Collected data:
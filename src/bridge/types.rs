//! Bridge management API types.

use serde::{Deserialize, Serialize};
use serde_json::{Map, Value};

use crate::config::ServiceType;
use crate::config::options::DeploymentOptions;

/// Base path of the REST API on every node.
pub const BRIDGE_REST_API_BASE: &str = "/bridge/rest";

/// Runtime status changes of a deployed service.
#[derive(Debug, Clone, Copy, PartialEq, Eq)]
pub enum StatusAction {
    /// Start the service.
    Start,
    /// Stop the service.
    Stop,
    /// Kill the service (not supported by Node.js services).
    Kill,
}

impl StatusAction {
    /// Returns the endpoint segment of the action.
    #[must_use]
    pub const fn as_str(self) -> &'static str {
        match self {
            Self::Start => "start",
            Self::Stop => "stop",
            Self::Kill => "kill",
        }
    }
}

impl std::fmt::Display for StatusAction {
    fn fmt(&self, f: &mut std::fmt::Formatter<'_>) -> std::fmt::Result {
        f.write_str(self.as_str())
    }
}

/// Returns the endpoint segment of a service kind.
#[must_use]
pub const fn service_kind_segment(service_type: ServiceType) -> &'static str {
    match service_type {
        ServiceType::Xuml => "xuml",
        ServiceType::Node => "nodejs",
        ServiceType::Java => "java",
    }
}

/// Settings of an xUML service as reported by the Bridge.
#[derive(Debug, Clone, Default, Deserialize)]
pub struct XumlSettings {
    /// Known settings.
    #[serde(default)]
    pub setting: Vec<XumlSettingInfo>,
}

/// One reported xUML setting.
#[derive(Debug, Clone, Deserialize)]
pub struct XumlSettingInfo {
    /// Setting identifier.
    pub id: String,
}

/// Settings update of an xUML service.
#[derive(Debug, Clone, Serialize)]
pub struct XumlSettingsUpdate {
    /// Changed settings.
    pub setting: Vec<XumlSettingValue>,
}

/// One changed xUML setting.
#[derive(Debug, Clone, Serialize)]
pub struct XumlSettingValue {
    /// Setting identifier.
    pub id: String,
    /// New value.
    #[serde(rename = "currentValue")]
    pub current_value: Value,
}

/// Converts deployment options into query parameters.
///
/// Options without a value are left out.
#[must_use]
pub fn deployment_query(options: &DeploymentOptions) -> Vec<(String, String)> {
    options
        .iter()
        .filter_map(|(name, value)| {
            let rendered = match value {
                Value::Null => return None,
                Value::String(s) => s.clone(),
                other => other.to_string(),
            };
            Some((name.clone(), rendered))
        })
        .collect()
}

/// Merges `changes` into `target`.
///
/// Objects are merged key by key and arrays index by index; any other
/// value is replaced.
pub fn deep_merge(target: &mut Value, changes: &Value) {
    match (target, changes) {
        (Value::Object(target), Value::Object(changes)) => merge_objects(target, changes),
        (Value::Array(target), Value::Array(changes)) => {
            for (index, change) in changes.iter().enumerate() {
                match target.get_mut(index) {
                    Some(existing) => deep_merge(existing, change),
                    None => target.push(change.clone()),
                }
            }
        }
        (target, changes) => *target = changes.clone(),
    }
}

/// Merges the entries of `changes` into `target`, recursively.
pub fn merge_objects(target: &mut Map<String, Value>, changes: &Map<String, Value>) {
    for (key, change) in changes {
        match target.get_mut(key) {
            Some(existing) => deep_merge(existing, change),
            None => {
                target.insert(key.clone(), change.clone());
            }
        }
    }
}
//! Configuration module for the Bridge delivery system.
//!
//! This module handles all configuration-related functionality:
//! - The canonical model of domains, nodes, solutions and services
//! - Normalization of loosely typed raw definitions
//! - Reading a project root from disk
//! - The deployment option vocabulary

mod model;
mod normalizer;
pub mod options;
mod parser;

pub use model::{
    DeliveryConfiguration, Domain, GuardedValue, GuardedValueMap, Location, NodeConfig, Service,
    ServiceSettings, ServiceType, Solution,
};
pub use normalizer::{
    make_string_array, normalize_domain, normalize_guarded_value, normalize_guarded_values,
    normalize_node, normalize_service, normalize_solution, parse_location, parse_service_type,
    value_kind,
};
pub use options::DeploymentOptions;
pub use parser::{ConfigParser, ENV_PASSWORD, ENV_PROJECT_ROOT, ENV_USER, parse_document};
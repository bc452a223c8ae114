//! Delivery tree construction.
//!
//! A delivery tree maps domain → node → service → [`ResolvedService`]. Every
//! guarded value of a service is resolved against each (domain, node) pair it
//! is delivered to. Services come either straight from the domain (deployed
//! to all its nodes) or from solutions (deployed to nodes carrying a label).

use serde::Serialize;
use serde_json::{Map, Value};
use std::collections::{BTreeMap, BTreeSet};
use std::path::PathBuf;
use tracing::debug;

use super::diagnostics::Diagnostics;
use super::path::expand_paths;
use super::resolver::{ResolutionContext, select_best_value, select_guarded_values};
use crate::config::{
    DeliveryConfiguration, Domain, NodeConfig, Service, ServiceSettings, ServiceType, Solution,
};

/// A service with every guarded value resolved for one node.
#[derive(Debug, Clone, PartialEq, Serialize)]
pub struct ResolvedService {
    /// Service name.
    pub name: String,
    /// Kind of service.
    #[serde(rename = "type")]
    pub service_type: ServiceType,
    /// Absolute path of the deployable repository.
    pub repository: PathBuf,
    /// Resolved settings. Nested for node services, flat otherwise.
    pub settings: Map<String, Value>,
    /// Resolved preferences.
    pub preferences: Map<String, Value>,
    /// Resolved deployment options.
    #[serde(rename = "deploymentOptions")]
    pub deployment_options: Map<String, Value>,
}

/// Services of one node, by name.
pub type NodeDeliveryTree = BTreeMap<String, ResolvedService>;

/// Node trees of one domain, by node name.
pub type DomainDeliveryTree = BTreeMap<String, NodeDeliveryTree>;

/// Domain trees, by domain name.
pub type DeliveryTree = BTreeMap<String, DomainDeliveryTree>;

/// Builds the delivery tree of every domain.
///
/// Bad references are recorded in `diagnostics` and left out of the tree.
pub fn create_delivery_tree(
    config: &DeliveryConfiguration,
    diagnostics: &mut Diagnostics,
) -> DeliveryTree {
    config
        .domains
        .iter()
        .map(|domain| {
            let tree = create_domain_delivery_tree(domain, config, diagnostics);
            (domain.name.clone(), tree)
        })
        .collect()
}

/// Builds the delivery tree of one domain.
pub fn create_domain_delivery_tree(
    domain: &Domain,
    config: &DeliveryConfiguration,
    diagnostics: &mut Diagnostics,
) -> DomainDeliveryTree {
    debug!("Building delivery tree for domain '{}'", domain.name);

    let nodes: Vec<&NodeConfig> = config
        .nodes
        .iter()
        .filter(|n| domain.nodes.contains(&n.name))
        .collect();
    for name in domain.nodes.iter().filter(|name| config.node(name).is_none()) {
        diagnostics.error(format!("Domain '{}' uses unknown node '{name}'", domain.name));
    }
    for name in domain.services.iter().filter(|name| config.service(name).is_none()) {
        diagnostics.warn(format!("Domain '{}' uses unknown service '{name}'", domain.name));
    }

    let mut tree: DomainDeliveryTree = nodes
        .iter()
        .map(|node| {
            let services = create_node_delivery_tree(
                domain,
                node,
                &config.services,
                &domain.services,
                diagnostics,
            );
            (node.name.clone(), services)
        })
        .collect();

    for name in &domain.solutions {
        let Some(solution) = config.solution(name) else {
            diagnostics.warn(format!("Domain '{}' uses unknown solution '{name}'", domain.name));
            continue;
        };
        warn_unknown_solution_services(solution, config, diagnostics);

        let solution_tree =
            create_solution_delivery_tree(domain, &nodes, solution, &config.services, diagnostics);
        tree = merge_domain_delivery_tree(tree, solution_tree);
    }

    tree
}

fn warn_unknown_solution_services(
    solution: &Solution,
    config: &DeliveryConfiguration,
    diagnostics: &mut Diagnostics,
) {
    let unknown: BTreeSet<&String> = solution
        .services
        .values()
        .flatten()
        .filter(|name| config.service(name).is_none())
        .collect();
    for name in unknown {
        diagnostics.warn(format!("Solution '{}' uses unknown service '{name}'", solution.name));
    }
}

/// Builds the tree contributed by one solution to a domain.
///
/// For every label of the solution, the listed services go to every node of
/// the domain carrying that label.
pub fn create_solution_delivery_tree(
    domain: &Domain,
    nodes: &[&NodeConfig],
    solution: &Solution,
    services: &[Service],
    diagnostics: &mut Diagnostics,
) -> DomainDeliveryTree {
    let mut tree = DomainDeliveryTree::new();
    for (label, names) in &solution.services {
        let label_tree: DomainDeliveryTree = nodes
            .iter()
            .filter(|n| n.has_label(label))
            .map(|node| {
                let node_tree =
                    create_node_delivery_tree(domain, node, services, names, diagnostics);
                (node.name.clone(), node_tree)
            })
            .collect();
        tree = merge_domain_delivery_tree(tree, label_tree);
    }
    tree
}

/// Builds the services of one node. Unknown service names are skipped.
pub fn create_node_delivery_tree(
    domain: &Domain,
    node: &NodeConfig,
    services: &[Service],
    names: &[String],
    diagnostics: &mut Diagnostics,
) -> NodeDeliveryTree {
    services
        .iter()
        .filter(|s| names.contains(&s.name))
        .map(|service| {
            let ctx = ResolutionContext::new(domain, node, service);
            let resolved = create_service_delivery_tree(ctx, diagnostics);
            (service.name.clone(), resolved)
        })
        .collect()
}

/// Resolves one service for one node.
pub fn create_service_delivery_tree(
    ctx: ResolutionContext<'_>,
    diagnostics: &mut Diagnostics,
) -> ResolvedService {
    let service = ctx.service;

    let settings = match &service.settings {
        ServiceSettings::Keyed(values) => select_guarded_values(values, ctx, diagnostics),
        ServiceSettings::Documents(documents) => {
            match select_best_value("settings", documents, ctx, diagnostics) {
                Some(Value::Object(document)) => document,
                _ => Map::new(),
            }
        }
    };

    let settings = if service.service_type.has_document_settings() {
        let (document, rejected) = expand_paths(settings);
        for e in rejected {
            diagnostics.error_once(format!(
                "service '{}': invalid settings key '{}': {}",
                service.name, e.path, e.reason
            ));
        }
        document
    } else {
        settings
    };

    ResolvedService {
        name: service.name.clone(),
        service_type: service.service_type,
        repository: service.repository.clone(),
        settings,
        preferences: select_guarded_values(&service.preferences, ctx, diagnostics),
        deployment_options: select_guarded_values(&service.deployment_options, ctx, diagnostics),
    }
}

/// Merges two domain trees.
///
/// Node entries are united; when both sides hold the same service on the
/// same node, the right-hand side wins. Both entries are resolved from the
/// same service and context, so this equals a field-by-field merge.
#[must_use]
pub fn merge_domain_delivery_tree(
    mut lhs: DomainDeliveryTree,
    rhs: DomainDeliveryTree,
) -> DomainDeliveryTree {
    for (node, services) in rhs {
        lhs.entry(node).or_default().extend(services);
    }
    lhs
}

*Requirement:* Every line above that holds the string "crate" should be copied into the answer.

*Your response:*
use crate::config::ServiceType;
use crate::config::options::DeploymentOptions;
use crate::config::{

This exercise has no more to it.